Il riconoscimento della autonomia della azione risarcitoria e della possibilità di esperire questa forma di tutela dinanzi al giudice amministrativo porta poi a ritenere che, una volta venuta meno, per il mutato contesto di fatto o di diritto, l’utilità della tutela demolitoria, a giustificare la prosecuzione del giudizio fino alla sentenza di merito non è sufficiente un interesse qualsiasi, anche solo morale, alla decisione[17]. Si afferma così nella giurisprudenza la massima secondo la quale anche l’interesse morale in tanto rileva, ai fini della prosecuzione del giudizio (sia pure mirato alla mera declaratoria di illegittimità) in quanto questo venga dedotto per dimostrare la sussistenza dei presupposti per la proposizione di una, anche successiva, azione risarcitoria per danno non patrimoniale nella forma del danno morale ovvero di un danno anche di natura diversa correlato alla tipologia di diritto della persona che viene in rilievo[18].
In definitiva, i principi ispiratori del codice del processo amministrativo orientano l’interpretazione dell’art. 34, comma 3 nel senso di rendere pressoché inevitabili due prime acquisizioni: la conversione della tutela di annullamento in tutela di accertamento dell’illegittimità richiede la domanda di parte; il solo interesse che è deducibile per evitare la chiusura della causa in rito, con sentenza di improcedibilità per dichiari la sopravvenuta carenza di interesse, ed è quello di natura risarcitoria.

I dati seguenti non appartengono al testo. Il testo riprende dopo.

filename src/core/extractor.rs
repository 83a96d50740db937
use axum::{
    body::Body,
    extract::{rejection::JsonRejection, FromRequest, FromRequestParts, Request},
    http::{request::Parts, StatusCode},
    response::{IntoResponse, Response},
    Json,
};
use serde::de::DeserializeOwned;

use crate::core::error::AppError;
use crate::features::auth::model::AuthenticatedUser;

/// Custom JSON extractor that provides consistent error responses
pub struct AppJson<T>(pub T);

impl<T, S> FromRequest<S> for AppJson<T>
where
    T: DeserializeOwned,
    S: Send + Sync,
{
    type Rejection = AppJsonRejection;

    async fn from_request(req: Request<Body>, state: &S) -> Result<Self, Self::Rejection> {
        match Json::<T>::from_request(req, state).await {
            Ok(value) => Ok(Self(value.0)),
            Err(rejection) => Err(AppJsonRejection(rejection)),
        }
    }
}

pub struct AppJsonRejection(JsonRejection);

impl IntoResponse for AppJsonRejection {
    fn into_response(self) -> Response {
        if self.0.status() == StatusCode::PAYLOAD_TOO_LARGE {
            return AppError::PayloadTooLarge(self.0.body_text()).into_response();
        }

        let message = match self.0 {
            JsonRejection::JsonDataError(err) => format!("Invalid JSON data: {}", err),
            JsonRejection::JsonSyntaxError(err) => format!("Invalid JSON syntax: {}", err),
            JsonRejection::MissingJsonContentType(err) => {
                format!("Missing JSON content type: {}", err)
            }
            _ => "Failed to parse JSON body".to_string(),
        };

        AppError::BadRequest(message).into_response()
    }
}

/// Authenticated user placed in request extensions by the auth middleware
impl<S> FromRequestParts<S> for AuthenticatedUser
where
    S: Send + Sync,
{
    type Rejection = AppError;

    async fn from_request_parts(parts: &mut Parts, _state: &S) -> Result<Self, Self::Rejection> {
        parts
            .extensions
            .get::<AuthenticatedUser>()
            .cloned()
            .ok_or_else(|| AppError::Unauthorized("Authentication required".to_string()))
    }
}
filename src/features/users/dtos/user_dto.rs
use serde::{Deserialize, Serialize};
use utoipa::ToSchema;
use validator::Validate;

/// An account as shown on the user administration screen
#[derive(Debug, Clone, PartialEq, Serialize, Deserialize, ToSchema)]
pub struct UserAccessDto {
    pub id: i32,
    pub email: String,
    pub staff_name: Option<String>,
    /// `nologin`, `admin`, `user` or `observer`
    #[schema(example = "observer")]
    pub access: String,
}

#[derive(Debug, Clone, Serialize, Deserialize, Validate, ToSchema)]
pub struct SetUserAccessDto {
    #[validate(length(min = 1, max = 80, message = "Access level is required"))]
    #[schema(example = "user")]
    pub access: String,
}
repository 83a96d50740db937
pub mod constants;
pub mod lookups;
pub mod templates;
pub mod types;
pub mod validation;

#[cfg(test)]
pub mod test_helpers;
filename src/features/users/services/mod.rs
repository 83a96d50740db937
mod user_service;

pub use user_service::UserService;
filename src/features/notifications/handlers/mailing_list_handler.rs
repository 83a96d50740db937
use std::sync::Arc;

use axum::{
    extract::{Path, State},
    Json,
};
use validator::Validate;

use crate::core::error::{AppError, Result};
use crate::core::extractor::AppJson;
use crate::features::auth::guards::RequireMailingListManager;
use crate::features::notifications::dtos::UpdateMailingListDto;
use crate::features::notifications::models::MailingList;
use crate::features::notifications::services::MailingListStore;
use crate::shared::types::ApiResponse;

/// List every mailing list (admin only)
#[utoipa::path(
    get,
    path = "/api/admin/mailing-lists",
    responses(
        (status = 200, description = "Mailing lists", body = ApiResponse<Vec<MailingList>>),
        (status = 401, description = "Unauthorized"),
        (status = 403, description = "Admin access required")
    ),
    security(("bearer_auth" = [])),
    tag = "admin"
)]
pub async fn list_mailing_lists(
    RequireMailingListManager(_user): RequireMailingListManager,
    State(store): State<Arc<MailingListStore>>,
) -> Result<Json<ApiResponse<Vec<MailingList>>>> {
    let lists = store.all().await?;
    Ok(Json(ApiResponse::list(lists)))
}

/// Replace the addresses of a mailing list (admin only)
#[utoipa::path(
    put,
    path = "/api/admin/mailing-lists/{name}",
    params(
        ("name" = String, Path, description = "Mailing list name")
    ),
    request_body = UpdateMailingListDto,
    responses(
        (status = 200, description = "Mailing list saved", body = ApiResponse<MailingList>),
        (status = 400, description = "Invalid email address"),
        (status = 401, description = "Unauthorized"),
        (status = 403, description = "Admin access required")
    ),
    security(("bearer_auth" = [])),
    tag = "admin"
)]
pub async fn update_mailing_list(
    RequireMailingListManager(user): RequireMailingListManager,
    State(store): State<Arc<MailingListStore>>,
    Path(name): Path<String>,
    AppJson(dto): AppJson<UpdateMailingListDto>,
) -> Result<Json<ApiResponse<MailingList>>> {
    dto.validate()?;

    let name = name.trim();
    if name.is_empty() {
        return Err(AppError::Validation(
            "Mailing list name is required".to_string(),
        ));
    }

    let list = store.save(name, dto.emails).await?;
    tracing::info!("User {} updated mailing list {}", user.id, name);
    Ok(Json(ApiResponse::success(
        Some(list),
        Some("Mailing list saved".to_string()),
        None,
    )))
}

#[cfg(test)]
mod tests {
    use super::*;
    use crate::features::auth::permissions::Role;
    use crate::features::notifications::routes::admin_routes;
    use crate::shared::test_helpers::{test_user, with_user};
    use axum::http::StatusCode;
    use axum_test::TestServer;
    use serde_json::json;

    fn store() -> (Arc<MailingListStore>, std::path::PathBuf) {
        let dir = std::env::temp_dir().join(format!("spilltracker-admin-{}", uuid::Uuid::now_v7()));
        (
            Arc::new(MailingListStore::new(dir.join("mailing_lists.json"))),
            dir,
        )
    }

    #[tokio::test]
    async fn test_admin_can_replace_list() {
        let (store, dir) = store();
        let app = with_user(admin_routes(store.clone()), test_user(vec![Role::Admin]));
        let server = TestServer::new(app).unwrap();

        let response = server
            .put("/api/admin/mailing-lists/MAIL_LIST_DEFAULT")
            .json(&json!({"emails": ["duty@example.org"]}))
            .await;
        response.assert_status_ok();

        let response = server.get("/api/admin/mailing-lists").await;
        response.assert_status_ok();
        let body: ApiResponse<Vec<MailingList>> = response.json();
        assert_eq!(body.meta.unwrap().total, 1);
        assert_eq!(body.data.unwrap()[0].emails, vec!["duty@example.org"]);

        let _ = tokio::fs::remove_dir_all(dir).await;
    }

    #[tokio::test]
    async fn test_invalid_address_rejected() {
        let (store, _dir) = store();
        let app = with_user(admin_routes(store), test_user(vec![Role::Admin]));
        let server = TestServer::new(app).unwrap();

        let response = server
            .put("/api/admin/mailing-lists/MAIL_LIST_DEFAULT")
            .json(&json!({"emails": ["nope"]}))
            .await;
        response.assert_status(StatusCode::BAD_REQUEST);
    }

    #[tokio::test]
    async fn test_regular_user_forbidden() {
        let (store, _dir) = store();
        let app = with_user(admin_routes(store), test_user(vec![Role::User]));
        let server = TestServer::new(app).unwrap();

        server
            .get("/api/admin/mailing-lists")
            .await
            .assert_status(StatusCode::FORBIDDEN);
    }
}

5. La lettera della norma condiziona tuttavia l’interprete
Se i principi giocano la loro parte nella interpretazione dell’art. 34, comma 3, l’interprete (e anche il giudice[19]) è però inevitabilmente vincolato dal tenore testuale delle disposizioni del codice che non può essere stravolto[20].
Dalla lettera delle disposizioni del codice risultano allora alcuni punti fermi: laddove venga meno l’interesse all’annullamento (che per ragioni di fatto si riveli non più satisfattivo per il ricorrente) e però sussiste un interesse di natura risarcitoria, il processo non è necessariamente destinato a chiudersi con sentenza di rito. Il ricorrente può chiedere che il giudice accerti l’illegittimità/legittimità del provvedimento asseritamente lesivo e fonte di danno.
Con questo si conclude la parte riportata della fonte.